A second requirement for phases of matter is that order must survive as the system is made arbitrarily large. Although Sycamore offers only a relatively small number of qubits, the Google team was able to glean insights about infinitely large systems through a technique known as finite-size scaling. This technique, which the researchers exported from its original context in numerical studies of physical systems, uses measurements from systems of various small sizes to extrapolate trends for much larger systems.

Finally, any phase of matter must also exhibit stable ordering for arbitrarily long times. Of course, any real experiment, whether performed on a quantum computer or in a traditional laboratory, is confined to finite times. For Sycamore, the limiting time scales are set by the coherence times of the qubits, and the fidelity of operations performed by the processor. Nevertheless, through a series of control experiments, the researchers were able to distinguish decoherence in the quantum processor itself from the possibility of intrinsic dynamics (and increasing entropy) in the simulated system.
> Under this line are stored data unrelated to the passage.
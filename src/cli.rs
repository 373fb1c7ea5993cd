//! CLI argument parsing for the masar-worker binary.

use clap::{Parser, Subcommand};
use uuid::Uuid;

#[derive(Parser)]
#[command(name = "masar-worker", about = "Masar field-sales import worker")]
pub struct Cli {
    #[command(subcommand)]
    pub command: Option<Command>,
}

#[derive(Subcommand)]
pub enum Command {
    /// Start the worker server (default if no subcommand given)
    Serve,
    /// Run database migrations and exit
    Migrate,
    /// Import a route-master CSV file directly, without NATS
    Import {
        /// Path to the CSV file
        #[arg(long)]
        file: String,
        /// Tenant the import belongs to
        #[arg(long)]
        company_id: Uuid,
        /// Recorded in the history log
        #[arg(long)]
        uploader: Option<String>,
    },
}

#[cfg(test)]
mod tests {
    use super::*;
    use clap::Parser;

    #[test]
    fn test_cli_migrate_command_parses() {
        let cli = Cli::parse_from(["masar-worker", "migrate"]);
        assert!(matches!(cli.command, Some(Command::Migrate)));
    }

    #[test]
    fn test_cli_no_command_defaults_to_none() {
        let cli = Cli::parse_from(["masar-worker"]);
        assert!(cli.command.is_none());
    }

    #[test]
    fn test_cli_import_command_parses() {
        let cli = Cli::parse_from([
            "masar-worker",
            "import",
            "--file",
            "routes.csv",
            "--company-id",
            "00000000-0000-0000-0000-000000000001",
        ]);
        match cli.command {
            Some(Command::Import { file, company_id, uploader }) => {
                assert_eq!(file, "routes.csv");
                assert_eq!(
                    company_id,
                    Uuid::parse_str("00000000-0000-0000-0000-000000000001").unwrap()
                );
                assert!(uploader.is_none());
            }
            _ => panic!("expected import command"),
        }
    }
}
Together, these experiments bolster the case for the time crystal as a genuine non-equilibrium phase of matter. “None of these verification steps alone is definitive,” says Roushan, “but altogether, they provide a rather compelling set of evidence.”

Benchmarks for a burgeoning field

Khemani’s experiments with the Google team on Sycamore mark the first time all the requirements for a non-equilibrium phase of matter have been rigorously checked and verified. In doing so, they also lay vital groundwork for the use of NISQ devices in the study of non-equilibrium phenomena. Given how thoroughly the π-SG has been studied theoretically, the Sycamore results provide a practical benchmark for other quantum processor-based experiments. “We’ve only studied a tiny corner of possible physics,” Roushan says. “Quantum processors make entirely new physical regimes accessible and relevant. Our work should serve as a blueprint for these future explorations.”